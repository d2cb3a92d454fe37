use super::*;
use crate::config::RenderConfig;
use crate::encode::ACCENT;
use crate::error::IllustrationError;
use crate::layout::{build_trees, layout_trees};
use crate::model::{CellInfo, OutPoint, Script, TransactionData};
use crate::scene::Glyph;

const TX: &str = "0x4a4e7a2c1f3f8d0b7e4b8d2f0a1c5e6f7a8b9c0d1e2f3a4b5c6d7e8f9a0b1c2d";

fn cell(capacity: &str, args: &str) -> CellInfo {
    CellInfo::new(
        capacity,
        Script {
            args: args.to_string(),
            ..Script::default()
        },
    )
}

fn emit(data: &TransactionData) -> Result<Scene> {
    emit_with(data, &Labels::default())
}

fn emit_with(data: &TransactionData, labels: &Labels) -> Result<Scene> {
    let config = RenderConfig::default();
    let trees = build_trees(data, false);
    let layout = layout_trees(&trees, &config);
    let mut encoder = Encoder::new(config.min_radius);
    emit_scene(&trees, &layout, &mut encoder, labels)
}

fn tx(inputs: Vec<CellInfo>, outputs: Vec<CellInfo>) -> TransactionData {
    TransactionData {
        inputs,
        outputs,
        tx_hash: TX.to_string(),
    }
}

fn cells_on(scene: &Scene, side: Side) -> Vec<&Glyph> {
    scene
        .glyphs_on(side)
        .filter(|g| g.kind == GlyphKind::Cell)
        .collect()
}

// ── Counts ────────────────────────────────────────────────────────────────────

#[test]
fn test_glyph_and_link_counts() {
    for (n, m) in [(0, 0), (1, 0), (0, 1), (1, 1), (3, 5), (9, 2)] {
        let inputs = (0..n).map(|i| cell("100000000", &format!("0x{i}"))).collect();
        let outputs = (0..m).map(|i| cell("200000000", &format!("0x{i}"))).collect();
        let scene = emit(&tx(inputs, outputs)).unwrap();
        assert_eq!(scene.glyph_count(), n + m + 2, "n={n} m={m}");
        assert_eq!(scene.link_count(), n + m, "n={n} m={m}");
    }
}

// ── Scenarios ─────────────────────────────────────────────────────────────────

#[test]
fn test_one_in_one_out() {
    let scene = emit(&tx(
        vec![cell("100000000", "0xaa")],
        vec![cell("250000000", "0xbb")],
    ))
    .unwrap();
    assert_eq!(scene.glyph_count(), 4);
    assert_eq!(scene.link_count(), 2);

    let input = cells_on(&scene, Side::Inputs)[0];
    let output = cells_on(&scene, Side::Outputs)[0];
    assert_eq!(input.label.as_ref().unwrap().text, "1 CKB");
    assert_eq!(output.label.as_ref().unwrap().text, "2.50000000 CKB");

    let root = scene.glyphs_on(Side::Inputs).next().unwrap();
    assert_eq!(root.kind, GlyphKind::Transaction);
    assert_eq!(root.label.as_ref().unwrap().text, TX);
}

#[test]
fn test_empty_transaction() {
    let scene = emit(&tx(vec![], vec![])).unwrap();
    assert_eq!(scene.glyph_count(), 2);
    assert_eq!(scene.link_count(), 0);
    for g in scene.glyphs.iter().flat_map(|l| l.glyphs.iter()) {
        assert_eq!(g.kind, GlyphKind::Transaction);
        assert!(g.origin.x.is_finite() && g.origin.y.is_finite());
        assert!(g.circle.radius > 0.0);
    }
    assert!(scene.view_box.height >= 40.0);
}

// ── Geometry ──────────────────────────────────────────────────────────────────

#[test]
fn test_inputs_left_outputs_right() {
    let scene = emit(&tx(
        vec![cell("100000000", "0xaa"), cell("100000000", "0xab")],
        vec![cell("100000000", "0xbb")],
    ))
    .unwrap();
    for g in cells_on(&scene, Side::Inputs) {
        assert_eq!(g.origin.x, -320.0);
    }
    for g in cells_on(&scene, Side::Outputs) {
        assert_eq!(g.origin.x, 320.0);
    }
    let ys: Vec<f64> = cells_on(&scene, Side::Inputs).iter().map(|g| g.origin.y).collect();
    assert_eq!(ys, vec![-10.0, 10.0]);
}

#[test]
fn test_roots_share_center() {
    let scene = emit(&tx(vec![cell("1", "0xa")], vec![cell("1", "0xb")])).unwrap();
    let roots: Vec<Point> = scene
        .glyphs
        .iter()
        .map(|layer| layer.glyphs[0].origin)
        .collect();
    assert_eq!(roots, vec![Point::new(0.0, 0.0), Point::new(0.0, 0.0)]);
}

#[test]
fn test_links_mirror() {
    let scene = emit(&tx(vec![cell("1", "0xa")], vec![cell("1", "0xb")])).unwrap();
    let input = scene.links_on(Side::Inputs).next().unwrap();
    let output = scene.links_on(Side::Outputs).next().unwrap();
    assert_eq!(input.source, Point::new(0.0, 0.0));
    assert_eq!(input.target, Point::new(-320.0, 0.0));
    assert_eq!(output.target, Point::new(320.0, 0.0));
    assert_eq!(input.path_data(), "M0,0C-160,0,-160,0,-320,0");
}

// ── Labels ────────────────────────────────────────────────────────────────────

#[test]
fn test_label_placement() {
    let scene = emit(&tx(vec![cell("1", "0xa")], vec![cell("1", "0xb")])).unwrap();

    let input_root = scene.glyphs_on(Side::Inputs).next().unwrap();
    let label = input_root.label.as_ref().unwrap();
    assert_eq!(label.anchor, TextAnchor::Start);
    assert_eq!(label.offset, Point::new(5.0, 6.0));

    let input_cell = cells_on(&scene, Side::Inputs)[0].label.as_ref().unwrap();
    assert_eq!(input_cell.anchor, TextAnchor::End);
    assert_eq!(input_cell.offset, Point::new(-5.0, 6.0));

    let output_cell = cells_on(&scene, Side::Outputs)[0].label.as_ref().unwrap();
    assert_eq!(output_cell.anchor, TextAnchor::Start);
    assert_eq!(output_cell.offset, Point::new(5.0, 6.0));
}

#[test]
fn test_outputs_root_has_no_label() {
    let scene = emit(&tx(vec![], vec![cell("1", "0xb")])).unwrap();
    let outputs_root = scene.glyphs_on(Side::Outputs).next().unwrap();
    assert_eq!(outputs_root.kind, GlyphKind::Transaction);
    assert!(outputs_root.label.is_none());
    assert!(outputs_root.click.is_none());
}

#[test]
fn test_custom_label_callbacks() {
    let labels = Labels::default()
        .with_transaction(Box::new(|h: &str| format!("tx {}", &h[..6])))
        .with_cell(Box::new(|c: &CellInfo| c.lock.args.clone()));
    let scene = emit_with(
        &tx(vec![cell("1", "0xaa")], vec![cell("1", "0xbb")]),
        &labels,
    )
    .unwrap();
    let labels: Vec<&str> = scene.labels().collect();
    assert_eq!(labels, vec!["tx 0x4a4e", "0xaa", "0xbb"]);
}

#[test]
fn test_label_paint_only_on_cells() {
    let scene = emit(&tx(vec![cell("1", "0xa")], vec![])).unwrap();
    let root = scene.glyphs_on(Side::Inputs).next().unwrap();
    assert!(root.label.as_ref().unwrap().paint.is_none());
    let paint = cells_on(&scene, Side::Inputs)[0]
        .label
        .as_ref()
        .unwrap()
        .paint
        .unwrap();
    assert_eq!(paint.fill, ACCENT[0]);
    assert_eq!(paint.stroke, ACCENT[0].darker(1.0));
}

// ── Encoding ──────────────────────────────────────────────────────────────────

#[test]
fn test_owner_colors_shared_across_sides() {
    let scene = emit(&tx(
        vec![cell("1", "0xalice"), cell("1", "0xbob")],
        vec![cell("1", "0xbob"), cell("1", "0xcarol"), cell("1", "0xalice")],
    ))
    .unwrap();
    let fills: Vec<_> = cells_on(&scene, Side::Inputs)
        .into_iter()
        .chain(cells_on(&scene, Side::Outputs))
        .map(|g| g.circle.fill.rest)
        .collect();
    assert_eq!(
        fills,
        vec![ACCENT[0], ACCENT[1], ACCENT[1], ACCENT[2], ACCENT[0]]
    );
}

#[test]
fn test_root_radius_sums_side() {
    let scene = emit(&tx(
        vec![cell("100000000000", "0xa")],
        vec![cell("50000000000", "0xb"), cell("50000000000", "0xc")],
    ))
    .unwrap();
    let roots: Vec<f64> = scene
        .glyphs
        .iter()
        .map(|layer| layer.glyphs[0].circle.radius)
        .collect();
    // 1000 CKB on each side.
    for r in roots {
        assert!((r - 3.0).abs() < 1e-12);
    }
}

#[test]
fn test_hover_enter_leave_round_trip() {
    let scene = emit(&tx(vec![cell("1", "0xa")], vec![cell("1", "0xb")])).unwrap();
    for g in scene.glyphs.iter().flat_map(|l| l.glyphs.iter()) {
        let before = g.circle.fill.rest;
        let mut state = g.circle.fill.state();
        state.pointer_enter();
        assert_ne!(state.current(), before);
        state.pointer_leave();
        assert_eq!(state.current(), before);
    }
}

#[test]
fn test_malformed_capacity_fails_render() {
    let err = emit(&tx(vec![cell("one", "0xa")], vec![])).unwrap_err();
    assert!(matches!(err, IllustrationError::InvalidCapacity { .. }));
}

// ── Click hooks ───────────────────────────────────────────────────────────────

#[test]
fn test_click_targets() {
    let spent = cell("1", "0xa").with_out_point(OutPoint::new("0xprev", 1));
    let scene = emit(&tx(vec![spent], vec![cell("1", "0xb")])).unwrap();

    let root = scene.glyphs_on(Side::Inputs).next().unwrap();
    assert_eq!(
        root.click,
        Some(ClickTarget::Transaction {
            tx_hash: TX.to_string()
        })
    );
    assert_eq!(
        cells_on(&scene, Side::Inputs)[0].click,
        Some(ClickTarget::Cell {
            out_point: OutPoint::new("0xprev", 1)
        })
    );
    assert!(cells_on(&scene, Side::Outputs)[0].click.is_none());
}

□ □ □ □

Requirement
Count each line above where the string "kind" occurs. Give the number only.

Result of the task
4